//!
//! # Options
//!
//! Library-wide settings: the design unit, net and part classification patterns,
//! and a handful of physical defaults.
//! Loadable from JSON, YAML or TOML files, and overridable through `AEDT21_<FIELD>` environment variables.
//!

// Crates.io
use log::warn;
use regex::{Regex, RegexBuilder};
use schemars::JsonSchema;
use serde::{Deserialize, Serialize};
use serde_json::Value;

// Local Imports
use crate::error::{AedtError, AedtResult};
use crate::kinds::{NetClass, PartClass};
use crate::units::{Quantity, Unit};
use crate::utils::SerdeFile;

/// Prefix of environment variables overriding [Options] fields
pub const ENV_PREFIX: &str = "AEDT21_";

///
/// # Options
///
/// Pattern fields hold comma-separated lists of regular expressions,
/// each matched against whole names, case-insensitively.
///
#[derive(Debug, Clone, PartialEq, Serialize, Deserialize, JsonSchema)]
#[serde(default)]
pub struct Options {
    /// Unit applied to bare numbers, e.g. "mm"
    pub design_unit: String,
    /// Expansion applied around cut-out regions
    pub cut_expansion: String,
    /// Stub length left by backdrilling
    pub backdrill_stub: String,
    /// Power net patterns
    pub power_net_regex: String,
    /// Ground net patterns
    pub ground_net_regex: String,
    /// Ignored (no-connect) net patterns
    pub ignore_net_regex: String,
    /// Resistor reference-designator patterns
    pub resistor_regex: String,
    pub inductor_regex: String,
    pub capacitor_regex: String,
    /// Solder-ball height, as a ratio of pad diameter
    pub solder_ball_height_ratio: f64,
    /// Solder-ball width, as a ratio of pad diameter
    pub solder_ball_width_ratio: f64,
    /// Compare entity names case-sensitively
    pub case_sensitive_names: bool,
}
impl Default for Options {
    fn default() -> Self {
        Self {
            design_unit: "mm".into(),
            cut_expansion: "10mm".into(),
            backdrill_stub: "8mil".into(),
            power_net_regex: ".*VDD.*,.*VCC.*".into(),
            ground_net_regex: ".*GND.*,.*VSS.*".into(),
            ignore_net_regex: ".*NC.*".into(),
            resistor_regex: r"R\d+".into(),
            inductor_regex: r"L\d+".into(),
            capacitor_regex: r"C\d+".into(),
            solder_ball_height_ratio: 0.7,
            solder_ball_width_ratio: 0.7,
            case_sensitive_names: false,
        }
    }
}
impl SerdeFile for Options {}

impl Options {
    /// Load from `fname`, then apply any environment overrides
    pub fn load(fname: impl AsRef<std::path::Path>) -> AedtResult<Self> {
        let mut opts = Self::open_any(fname)?;
        opts.apply_env()?;
        Ok(opts)
    }
    /// Apply overrides from the process environment
    pub fn apply_env(&mut self) -> AedtResult<()> {
        self.apply_vars(std::env::vars())
    }
    /// Apply overrides from `(name, value)` pairs.
    ///
    /// Names are `AEDT21_` followed by a field name, in any case, e.g. `AEDT21_DESIGN_UNIT`.
    /// Values are parsed according to the field's type. Other names are ignored.
    pub fn apply_vars<K, V>(&mut self, vars: impl IntoIterator<Item = (K, V)>) -> AedtResult<()>
    where
        K: AsRef<str>,
        V: AsRef<str>,
    {
        let mut value = serde_json::to_value(&*self)?;
        let fields = match value.as_object_mut() {
            Some(fields) => fields,
            None => return AedtError::fail("Options must serialize as a map"),
        };
        for (key, val) in vars {
            let field = match key.as_ref().strip_prefix(ENV_PREFIX) {
                Some(field) => field.to_lowercase(),
                None => continue,
            };
            match fields.get_mut(&field) {
                Some(slot) => *slot = coerce(slot, &field, val.as_ref())?,
                None => warn!("Ignoring unknown option {}{}", ENV_PREFIX, field.to_uppercase()),
            }
        }
        *self = serde_json::from_value(value)?;
        Ok(())
    }
    /// The design unit
    pub fn design_unit(&self) -> AedtResult<Unit> {
        Unit::parse(&self.design_unit)
    }
    /// Parse `text` as a quantity, in the design unit if it has no suffix
    pub fn quantity(&self, text: &str) -> AedtResult<Quantity> {
        Quantity::parse(text, self.design_unit()?)
    }
    pub fn backdrill_stub(&self) -> AedtResult<Quantity> {
        self.quantity(&self.backdrill_stub)
    }
    pub fn cut_expansion(&self) -> AedtResult<Quantity> {
        self.quantity(&self.cut_expansion)
    }
    /// Solder-ball `(height, width)` for a pad of `diameter`, in the design unit
    pub fn solder_ball_size(&self, diameter: &Quantity) -> AedtResult<(Quantity, Quantity)> {
        let d = diameter.convert(self.design_unit()?)?;
        Ok((
            d.scale(self.solder_ball_height_ratio),
            d.scale(self.solder_ball_width_ratio),
        ))
    }
    /// Classify net `name`. Power patterns are checked first, then ground, then ignore.
    pub fn net_class(&self, name: &str) -> AedtResult<NetClass> {
        if matches_any(&self.power_net_regex, name)? {
            return Ok(NetClass::Power);
        }
        if matches_any(&self.ground_net_regex, name)? {
            return Ok(NetClass::Ground);
        }
        if matches_any(&self.ignore_net_regex, name)? {
            return Ok(NetClass::Ignore);
        }
        Ok(NetClass::Signal)
    }
    /// Classify a part by its reference designator
    pub fn part_class(&self, refdes: &str) -> AedtResult<PartClass> {
        if matches_any(&self.resistor_regex, refdes)? {
            return Ok(PartClass::Resistor);
        }
        if matches_any(&self.inductor_regex, refdes)? {
            return Ok(PartClass::Inductor);
        }
        if matches_any(&self.capacitor_regex, refdes)? {
            return Ok(PartClass::Capacitor);
        }
        Ok(PartClass::Other)
    }
}

/// Parse `val` into the JSON type already held by `slot`
fn coerce(slot: &Value, field: &str, val: &str) -> AedtResult<Value> {
    let bad = || AedtError::msg(format!("Invalid value {:?} for option {}", val, field));
    Ok(match slot {
        Value::Bool(_) => Value::Bool(val.trim().to_lowercase().parse().map_err(|_| bad())?),
        Value::Number(_) => {
            let x: f64 = val.trim().parse().map_err(|_| bad())?;
            Value::Number(serde_json::Number::from_f64(x).ok_or_else(bad)?)
        }
        _ => Value::String(val.to_string()),
    })
}

/// Compile pattern `pat` anchored to whole names, honoring case sensitivity
pub(crate) fn anchored(pat: &str, case_sensitive: bool) -> AedtResult<Regex> {
    RegexBuilder::new(&format!("^(?:{})$", pat))
        .case_insensitive(!case_sensitive)
        .build()
        .map_err(|err| AedtError::InvalidPattern {
            pattern: pat.to_string(),
            err: Box::new(err),
        })
}

/// Boolean indication of whether any of comma-separated `pats` matches `name`
fn matches_any(pats: &str, name: &str) -> AedtResult<bool> {
    for pat in pats.split(',').map(str::trim).filter(|p| !p.is_empty()) {
        if anchored(pat, false)?.is_match(name) {
            return Ok(true);
        }
    }
    Ok(false)
}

▸ What is expected: The records above should be duplicated in full, exactly as given.

▸ Task solution:
//!
//! # Options
//!
//! Library-wide settings: the design unit, net and part classification patterns,
//! and a handful of physical defaults.
//! Loadable from JSON, YAML or TOML files, and overridable through `AEDT21_<FIELD>` environment variables.
//!

// Crates.io
use log::warn;
use regex::{Regex, RegexBuilder};
use schemars::JsonSchema;
use serde::{Deserialize, Serialize};
use serde_json::Value;

// Local Imports
use crate::error::{AedtError, AedtResult};
use crate::kinds::{NetClass, PartClass};
use crate::units::{Quantity, Unit};
use crate::utils::SerdeFile;

/// Prefix of environment variables overriding [Options] fields
pub const ENV_PREFIX: &str = "AEDT21_";

///
/// # Options
///
/// Pattern fields hold comma-separated lists of regular expressions,
/// each matched against whole names, case-insensitively.
///
#[derive(Debug, Clone, PartialEq, Serialize, Deserialize, JsonSchema)]
#[serde(default)]
pub struct Options {
    /// Unit applied to bare numbers, e.g. "mm"
    pub design_unit: String,
    /// Expansion applied around cut-out regions
    pub cut_expansion: String,
    /// Stub length left by backdrilling
    pub backdrill_stub: String,
    /// Power net patterns
    pub power_net_regex: String,
    /// Ground net patterns
    pub ground_net_regex: String,
    /// Ignored (no-connect) net patterns
    pub ignore_net_regex: String,
    /// Resistor reference-designator patterns
    pub resistor_regex: String,
    pub inductor_regex: String,
    pub capacitor_regex: String,
    /// Solder-ball height, as a ratio of pad diameter
    pub solder_ball_height_ratio: f64,
    /// Solder-ball width, as a ratio of pad diameter
    pub solder_ball_width_ratio: f64,
    /// Compare entity names case-sensitively
    pub case_sensitive_names: bool,
}
impl Default for Options {
    fn default() -> Self {
        Self {
            design_unit: "mm".into(),
            cut_expansion: "10mm".into(),
            backdrill_stub: "8mil".into(),
            power_net_regex: ".*VDD.*,.*VCC.*".into(),
            ground_net_regex: ".*GND.*,.*VSS.*".into(),
            ignore_net_regex: ".*NC.*".into(),
            resistor_regex: r"R\d+".into(),
            inductor_regex: r"L\d+".into(),
            capacitor_regex: r"C\d+".into(),
            solder_ball_height_ratio: 0.7,
            solder_ball_width_ratio: 0.7,
            case_sensitive_names: false,
        }
    }
}
impl SerdeFile for Options {}

impl Options {
    /// Load from `fname`, then apply any environment overrides
    pub fn load(fname: impl AsRef<std::path::Path>) -> AedtResult<Self> {
        let mut opts = Self::open_any(fname)?;
        opts.apply_env()?;
        Ok(opts)
    }
    /// Apply overrides from the process environment
    pub fn apply_env(&mut self) -> AedtResult<()> {
        self.apply_vars(std::env::vars())
    }
    /// Apply overrides from `(name, value)` pairs.
    ///
    /// Names are `AEDT21_` followed by a field name, in any case, e.g. `AEDT21_DESIGN_UNIT`.
    /// Values are parsed according to the field's type. Other names are ignored.
    pub fn apply_vars<K, V>(&mut self, vars: impl IntoIterator<Item = (K, V)>) -> AedtResult<()>
    where
        K: AsRef<str>,
        V: AsRef<str>,
    {
        let mut value = serde_json::to_value(&*self)?;
        let fields = match value.as_object_mut() {
            Some(fields) => fields,
            None => return AedtError::fail("Options must serialize as a map"),
        };
        for (key, val) in vars {
            let field = match key.as_ref().strip_prefix(ENV_PREFIX) {
                Some(field) => field.to_lowercase(),
                None => continue,
            };
            match fields.get_mut(&field) {
                Some(slot) => *slot = coerce(slot, &field, val.as_ref())?,
                None => warn!("Ignoring unknown option {}{}", ENV_PREFIX, field.to_uppercase()),
            }
        }
        *self = serde_json::from_value(value)?;
        Ok(())
    }
    /// The design unit
    pub fn design_unit(&self) -> AedtResult<Unit> {
        Unit::parse(&self.design_unit)
    }
    /// Parse `text` as a quantity, in the design unit if it has no suffix
    pub fn quantity(&self, text: &str) -> AedtResult<Quantity> {
        Quantity::parse(text, self.design_unit()?)
    }
    pub fn backdrill_stub(&self) -> AedtResult<Quantity> {
        self.quantity(&self.backdrill_stub)
    }
    pub fn cut_expansion(&self) -> AedtResult<Quantity> {
        self.quantity(&self.cut_expansion)
    }
    /// Solder-ball `(height, width)` for a pad of `diameter`, in the design unit
    pub fn solder_ball_size(&self, diameter: &Quantity) -> AedtResult<(Quantity, Quantity)> {
        let d = diameter.convert(self.design_unit()?)?;
        Ok((
            d.scale(self.solder_ball_height_ratio),
            d.scale(self.solder_ball_width_ratio),
        ))
    }
    /// Classify net `name`. Power patterns are checked first, then ground, then ignore.
    pub fn net_class(&self, name: &str) -> AedtResult<NetClass> {
        if matches_any(&self.power_net_regex, name)? {
            return Ok(NetClass::Power);
        }
        if matches_any(&self.ground_net_regex, name)? {
            return Ok(NetClass::Ground);
        }
        if matches_any(&self.ignore_net_regex, name)? {
            return Ok(NetClass::Ignore);
        }
        Ok(NetClass::Signal)
    }
    /// Classify a part by its reference designator
    pub fn part_class(&self, refdes: &str) -> AedtResult<PartClass> {
        if matches_any(&self.resistor_regex, refdes)? {
            return Ok(PartClass::Resistor);
        }
        if matches_any(&self.inductor_regex, refdes)? {
            return Ok(PartClass::Inductor);
        }
        if matches_any(&self.capacitor_regex, refdes)? {
            return Ok(PartClass::Capacitor);
        }
        Ok(PartClass::Other)
    }
}

/// Parse `val` into the JSON type already held by `slot`
fn coerce(slot: &Value, field: &str, val: &str) -> AedtResult<Value> {
    let bad = || AedtError::msg(format!("Invalid value {:?} for option {}", val, field));
    Ok(match slot {
        Value::Bool(_) => Value::Bool(val.trim().to_lowercase().parse().map_err(|_| bad())?),
        Value::Number(_) => {
            let x: f64 = val.trim().parse().map_err(|_| bad())?;
            Value::Number(serde_json::Number::from_f64(x).ok_or_else(bad)?)
        }
        _ => Value::String(val.to_string()),
    })
}

/// Compile pattern `pat` anchored to whole names, honoring case sensitivity
pub(crate) fn anchored(pat: &str, case_sensitive: bool) -> AedtResult<Regex> {
    RegexBuilder::new(&format!("^(?:{})$", pat))
        .case_insensitive(!case_sensitive)
        .build()
        .map_err(|err| AedtError::InvalidPattern {
            pattern: pat.to_string(),
            err: Box::new(err),
        })
}

/// Boolean indication of whether any of comma-separated `pats` matches `name`
fn matches_any(pats: &str, name: &str) -> AedtResult<bool> {
    for pat in pats.split(',').map(str::trim).filter(|p| !p.is_empty()) {
        if anchored(pat, false)?.is_match(name) {
            return Ok(true);
        }
    }
    Ok(false)
}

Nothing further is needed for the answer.